Elles les ont mis en bouche sur-le-champ et leurs visages se sont illuminés.

J'ignore pourquoi le développement des douceurs n'avance pas dans ce monde. Simplement, je me suis dit en moi-même que construire l'usine à miel n'avait pas été une erreur, et j'ai fait un poing de victoire mental.

Pendant que j'écoutais l'avis des réceptionnistes sur les bonbons au miel, Catherine et Grandhart sont arrivés.

Et Catherine a posé la main sur la garde de son épée.

« Ça fait longtemps à tous les deux. Ces trois-là sont des esclaves, mais ils ont déjà rempli les conditions de libération ; ce sont mes serviteurs. Ceux-ci ne sont pas des esclaves de l'Église, ce sont les membres de l'Église dont j'avais parlé au Pape. »

À mes mots, Catherine, sans changer de posture, m'a interpellé.

« Bienvenue, Luciel. Dis donc, tu sais qui est à tes côtés en l'amenant ? »
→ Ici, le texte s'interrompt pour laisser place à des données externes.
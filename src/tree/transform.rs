//! 变换工具 - 本地空间与全局空间互转
//!
//! FABRIK 在单一的全局空间中做几何运算，求解前后需要整树转换。
//! 全局→本地必须自顶向下逐层剥离父变换，这里用递归实现；
//! 本地→全局同样自顶向下累积，两个方向共用一套递归骨架。
//!
//! 变换关系：
//! - global_pos = parent_global_pos + parent_global_rot * local_pos
//! - global_rot = parent_global_rot * local_rot

use bitflags::bitflags;
use glam::{Quat, Vec3};

use super::bone_tree::BoneTree;

bitflags! {
    /// 转换哪些分量
    #[derive(Clone, Copy, Debug, PartialEq, Eq)]
    pub struct TransformMode: u8 {
        const TRANSLATIONS = 1 << 0;
        const ROTATIONS = 1 << 1;
    }
}

impl TransformMode {
    /// 位置 + 旋转
    pub const BOTH: Self = Self::from_bits_truncate(
        Self::TRANSLATIONS.bits() | Self::ROTATIONS.bits(),
    );
}

/// 将以 `root` 为根的子树从本地空间转为全局空间
///
/// `root` 自身的坐标保持不变（以它的父空间作为全局参照系）。
/// 无论 mode 只选了哪个分量，累积时都使用完整变换，保证层级关系正确。
pub fn tree_local_to_global(tree: &mut BoneTree, root: usize, mode: TransformMode) {
    local_to_global_recursive(tree, root, Vec3::ZERO, Quat::IDENTITY, mode);
}

/// 将以 `root` 为根的子树从全局空间转回本地空间
///
/// 与 `tree_local_to_global` 以相同 mode 调用时互为逆操作（浮点误差内）。
pub fn tree_global_to_local(tree: &mut BoneTree, root: usize, mode: TransformMode) {
    global_to_local_recursive(tree, root, Vec3::ZERO, Quat::IDENTITY, mode);
}

fn local_to_global_recursive(
    tree: &mut BoneTree,
    idx: usize,
    acc_pos: Vec3,
    acc_rot: Quat,
    mode: TransformMode,
) {
    let local_pos = tree.position(idx);
    let local_rot = tree.rotation(idx);

    let global_pos = acc_pos + acc_rot * local_pos;
    let global_rot = acc_rot * local_rot;

    if mode.contains(TransformMode::TRANSLATIONS) {
        tree.set_position(idx, global_pos);
    }
    if mode.contains(TransformMode::ROTATIONS) {
        tree.set_rotation(idx, global_rot);
    }

    for i in 0..tree.children(idx).len() {
        let child = tree.children(idx)[i];
        local_to_global_recursive(tree, child, global_pos, global_rot, mode);
    }
}

fn global_to_local_recursive(
    tree: &mut BoneTree,
    idx: usize,
    acc_pos: Vec3,
    acc_rot: Quat,
    mode: TransformMode,
) {
    let cur_pos = tree.position(idx);
    let cur_rot = tree.rotation(idx);

    // 未参与转换的分量仍处于本地空间，累积时需要现场补算全局值
    let global_pos = if mode.contains(TransformMode::TRANSLATIONS) {
        cur_pos
    } else {
        acc_pos + acc_rot * cur_pos
    };
    let global_rot = if mode.contains(TransformMode::ROTATIONS) {
        cur_rot
    } else {
        acc_rot * cur_rot
    };

    let inv_rot = acc_rot.inverse();
    if mode.contains(TransformMode::TRANSLATIONS) {
        tree.set_position(idx, inv_rot * (global_pos - acc_pos));
    }
    if mode.contains(TransformMode::ROTATIONS) {
        tree.set_rotation(idx, inv_rot * global_rot);
    }

    for i in 0..tree.children(idx).len() {
        let child = tree.children(idx)[i];
        global_to_local_recursive(tree, child, global_pos, global_rot, mode);
    }
}

// ============================================================================
// 单骨骼版本
// ============================================================================

/// 计算 `idx` 的父空间相对 `stop_at` 空间的累积变换
///
/// `stop_at` 为 None 时一直走到树根。祖先链上的骨骼要求处于本地空间。
fn parent_space_transform(tree: &BoneTree, idx: usize, stop_at: Option<usize>) -> (Vec3, Quat) {
    // 自底向上收集祖先，再自顶向下折叠（本地→全局按根到叶的顺序应用）
    let mut ancestors = Vec::new();
    let mut cur = tree.bone(idx).parent_id();
    while let Some(a) = cur {
        if Some(a) == stop_at {
            break;
        }
        ancestors.push(a);
        cur = tree.bone(a).parent_id();
    }

    let mut acc_pos = Vec3::ZERO;
    let mut acc_rot = Quat::IDENTITY;
    for &a in ancestors.iter().rev() {
        acc_pos += acc_rot * tree.position(a);
        acc_rot *= tree.rotation(a);
    }
    (acc_pos, acc_rot)
}

/// 把单根骨骼的本地变换改写为全局变换（其余骨骼保持本地空间）
pub fn bone_local_to_global(tree: &mut BoneTree, idx: usize, stop_at: Option<usize>) {
    let (acc_pos, acc_rot) = parent_space_transform(tree, idx, stop_at);
    let pos = acc_pos + acc_rot * tree.position(idx);
    let rot = acc_rot * tree.rotation(idx);
    tree.set_position(idx, pos);
    tree.set_rotation(idx, rot);
}

/// 把单根骨骼的全局变换改写为本地变换（其余骨骼保持本地空间）
pub fn bone_global_to_local(tree: &mut BoneTree, idx: usize, stop_at: Option<usize>) {
    let (acc_pos, acc_rot) = parent_space_transform(tree, idx, stop_at);
    let inv_rot = acc_rot.inverse();
    let pos = inv_rot * (tree.position(idx) - acc_pos);
    let rot = inv_rot * tree.rotation(idx);
    tree.set_position(idx, pos);
    tree.set_rotation(idx, rot);
}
Mon voisin ? Ce ne peut être que Lionel.

« Oui. C'est l'ancien général Démon de Guerre de l'Empire Ilmacia. Je l'ai acheté alors qu'il était vendu comme esclave à Yenice. »

« … On dit que le général Démon de Guerre sévit encore sur les champs de bataille récemment, non ? »

« Pas possible. Cette dernière année, il n'a pas cessé d'assurer ma protection. Cela dit, Catherine, vous connaissiez Lionel ? »

« Je l'ai vu au combat plusieurs fois. Le général Lionel de l'Empire, le voir traverser le champ de bataille à cheval en brandissant sa lance, c'était vraiment l'allure d'un démon. »

« Paraît-il. »

Je l'ai demandé à Lionel, mais ce genre de chose n'efface pas cette année pour autant.

« C'était mon travail. Vu d'autres pays, qu'on me prenne pour un tueur de masse est inévitable. »

« Bon, c'est un fou de combat. Catherine, y a-t-il un problème à ce que ces esclaves entrent au siège de l'Église ? »

J'ai enfin pu poser la question qui me tenait à cœur.

« … Pas de problème. Les esclaves sont définis comme des biens personnels. Mais s'il y en a un, même le guérisseur de rang S Luciel n'y échappera pas. »

« Et ces deux hommes-bêtes ? »

« Il y a beaucoup de partisans de la suprématie humaine, mais l'Église elle-même ne la prône pas, donc ça ne devrait pas poser de souci. »

« Tant mieux. Alors Grandhart, je vous confie leur audition. S'il n'y a pas de problème, Catherine, conduisez-nous chez le Pape. Je n'arrive toujours pas à trouver seul la salle du Pape… »

En disant ça avec un sourire, l'atmosphère s'est peu à peu détendue.

« Tu me donnes des ordres, Luciel, t'as gravi les échelons. Pourtant tu trouves pas seul la salle du Pape… Ce côté-là n'a pas changé. C'est bon. Faisons l'audience tous ensemble, serviteurs compris. »

« Oui, je vous en prie. »

Reconnaissant du souci de Catherine, tout en classant Grandhart — qui n'avait pas pipé mot — dans la catégorie « ceux qui ne s'expriment pas devant leur supérieur », nous avons commencé à nous diriger vers la salle du Pape sous la conduite de Catherine.